### What needs to be done
Whenever a line in the following entries includes "BTreeMap", tally it. Report nothing except the final count.

(Recorded data)

++++

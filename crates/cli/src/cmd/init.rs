//! Init command: create a workspace seeded with a base case.

use std::path::Path;

use anyhow::{bail, Result};

use casegrid_lib::materialize::copy_dir_recursive;
use casegrid_lib::node::{NodeState, Statepoint};
use casegrid_lib::store::NodeStore;

use crate::output::{print_info, print_stat, print_success};

pub fn cmd_init(root: &Path, case: &Path) -> Result<()> {
  if !case.is_dir() {
    bail!("base case directory not found: {}", case.display());
  }

  let store = NodeStore::init(root)?;
  let mut root_node = store.open(Statepoint::root())?;

  if root_node.document.init_dependent {
    print_info("workspace already initialized");
    return Ok(());
  }

  copy_dir_recursive(case, &store.case_dir(&root_node.id))?;

  root_node.document.state = NodeState::Ready;
  root_node.document.init_dependent = true;
  store.save_document(&root_node.id, &root_node.document)?;

  print_success(&format!("workspace initialized at {}", root.display()));
  print_stat("Root node", &root_node.id.to_string());
  print_stat("Base case", &case.display().to_string());
  Ok(())
}
//! Human-browsable symlink view of the variant tree.
//!
//! Expansion records an id → path mapping for leaf nodes; the exporter turns
//! it into a secondary directory tree of symlinks, e.g.
//! `view/cells_8/solver_A → nodes/<id>/case`. The view is derived data and
//! rebuilt from scratch on every export.

use std::collections::BTreeMap;
use std::fs;
use std::io;
use std::path::{Path, PathBuf};

use thiserror::Error;
use tracing::{debug, info};

use crate::consts::VIEW_DIRNAME;
use crate::node::NodeId;
use crate::store::NodeStore;

#[derive(Debug, Error)]
pub enum ViewError {
  #[error("io error at {path}: {source}")]
  Io {
    path: PathBuf,
    #[source]
    source: io::Error,
  },
}

fn io_err(path: &Path, source: io::Error) -> ViewError {
  ViewError::Io {
    path: path.to_path_buf(),
    source,
  }
}

/// Rebuild the symlink view from an id → path mapping.
///
/// Returns the number of links created. Stale links from earlier exports
/// are removed first, so the export is idempotent.
pub fn export_view(store: &NodeStore, mapping: &BTreeMap<NodeId, PathBuf>) -> Result<usize, ViewError> {
  let view_dir = store.root().join(VIEW_DIRNAME);

  if view_dir.exists() {
    fs::remove_dir_all(&view_dir).map_err(|e| io_err(&view_dir, e))?;
  }
  fs::create_dir_all(&view_dir).map_err(|e| io_err(&view_dir, e))?;

  for (id, rel_path) in mapping {
    let link = view_dir.join(rel_path);
    if let Some(parent) = link.parent() {
      fs::create_dir_all(parent).map_err(|e| io_err(parent, e))?;
    }

    let target = store.case_dir(id);
    link_dir(&target, &link)?;
    debug!(id = %id, link = %link.display(), "view link created");
  }

  info!(links = mapping.len(), view = %view_dir.display(), "view exported");
  Ok(mapping.len())
}

#[cfg(unix)]
fn link_dir(target: &Path, link: &Path) -> Result<(), ViewError> {
  std::os::unix::fs::symlink(target, link).map_err(|e| io_err(link, e))
}

#[cfg(windows)]
fn link_dir(target: &Path, link: &Path) -> Result<(), ViewError> {
  std::os::windows::fs::symlink_dir(target, link).map_err(|e| io_err(link, e))
}
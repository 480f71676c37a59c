//! Submit command: hand terminal solver runs off out-of-process.

use std::path::Path;

use anyhow::Result;

use casegrid_lib::lifecycle::{DispatchOutcome, EngineConfig, LifecycleEngine};
use casegrid_lib::node::NodeState;
use casegrid_lib::store::NodeStore;

use crate::output::{print_error, print_info, print_stat, print_success};

use super::run::default_registry;

pub async fn cmd_submit(root: &Path) -> Result<()> {
  let store = NodeStore::new(root);
  store.root_node()?;

  // Only leaf nodes are eligible for terminal execution; completed runs are
  // left alone, everything else (including failed runs) may be resubmitted.
  let candidates: Vec<_> = store
    .all_nodes()?
    .into_iter()
    .filter(|n| n.is_leaf())
    .filter(|n| {
      matches!(
        n.document.state,
        NodeState::Unset | NodeState::Ready | NodeState::Failure | NodeState::Incomplete
      )
    })
    .collect();

  if candidates.is_empty() {
    print_info("no leaf nodes awaiting submission");
    return Ok(());
  }

  let mut submitted = 0;
  let mut skipped = 0;
  let mut failed = 0;

  for node in candidates {
    let registry = default_registry(&node.statepoint.operation);
    let engine = LifecycleEngine::new(store.clone(), registry, EngineConfig::default());

    match engine.submit(&node.id).await? {
      DispatchOutcome::Submitted => submitted += 1,
      DispatchOutcome::Skipped(reason) => {
        skipped += 1;
        print_info(&format!("{}: {reason}", node.id));
      }
      DispatchOutcome::Failed(message) => {
        failed += 1;
        print_error(&format!("{}: {message}", node.id));
      }
      DispatchOutcome::Completed => {}
    }
  }

  print_success("submission pass complete");
  print_stat("Submitted", &submitted.to_string());
  print_stat("Skipped", &skipped.to_string());
  print_stat("Failed", &failed.to_string());
  Ok(())
}
//! Run command: dispatch one operation across the tree.

use std::path::Path;

use anyhow::Result;

use casegrid_lib::lifecycle::{EngineConfig, LifecycleEngine, OperationHandler, OperationRegistry};
use casegrid_lib::store::NodeStore;

use crate::output::{print_error, print_info, print_stat, print_success, print_warning};

/// Handler registry for the common meshing/decomposition toolchain. Any
/// other operation name falls back to invoking a binary of the same name in
/// the case directory.
pub(crate) fn default_registry(operation: &str) -> OperationRegistry {
  let mut registry = OperationRegistry::with_defaults();

  for (name, argv) in [
    ("blockMesh", vec!["blockMesh"]),
    ("decomposePar", vec!["decomposePar", "-force"]),
    ("setFields", vec!["setFields"]),
  ] {
    registry.register(
      name,
      OperationHandler::External {
        argv: argv.into_iter().map(str::to_string).collect(),
      },
    );
  }

  if registry.get(operation).is_none() {
    registry.register(
      operation,
      OperationHandler::External {
        argv: vec![operation.to_string()],
      },
    );
  }

  registry
}

pub async fn cmd_run(root: &Path, operation: &str, parallelism: Option<usize>) -> Result<()> {
  let store = NodeStore::new(root);
  store.root_node()?;

  let mut config = EngineConfig::default();
  if let Some(parallelism) = parallelism {
    config.parallelism = parallelism;
  }

  let engine = LifecycleEngine::new(store, default_registry(operation), config);
  let report = engine.run_operation(operation).await?;

  if report.dispatched() == 0 {
    print_info(&format!("no nodes instantiate operation '{operation}'"));
    return Ok(());
  }

  print_success(&format!("operation '{operation}' dispatched"));
  print_stat("Completed", &report.completed.to_string());
  print_stat("Skipped", &report.skipped.len().to_string());

  for (id, reason) in &report.skipped {
    print_info(&format!("{id}: {reason}"));
  }
  for (id, message) in &report.failed {
    print_error(&format!("{id}: {message}"));
  }
  if !report.failed.is_empty() {
    print_warning(&format!("{} node(s) failed", report.failed.len()));
  }

  Ok(())
}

++++

### Response to this task
2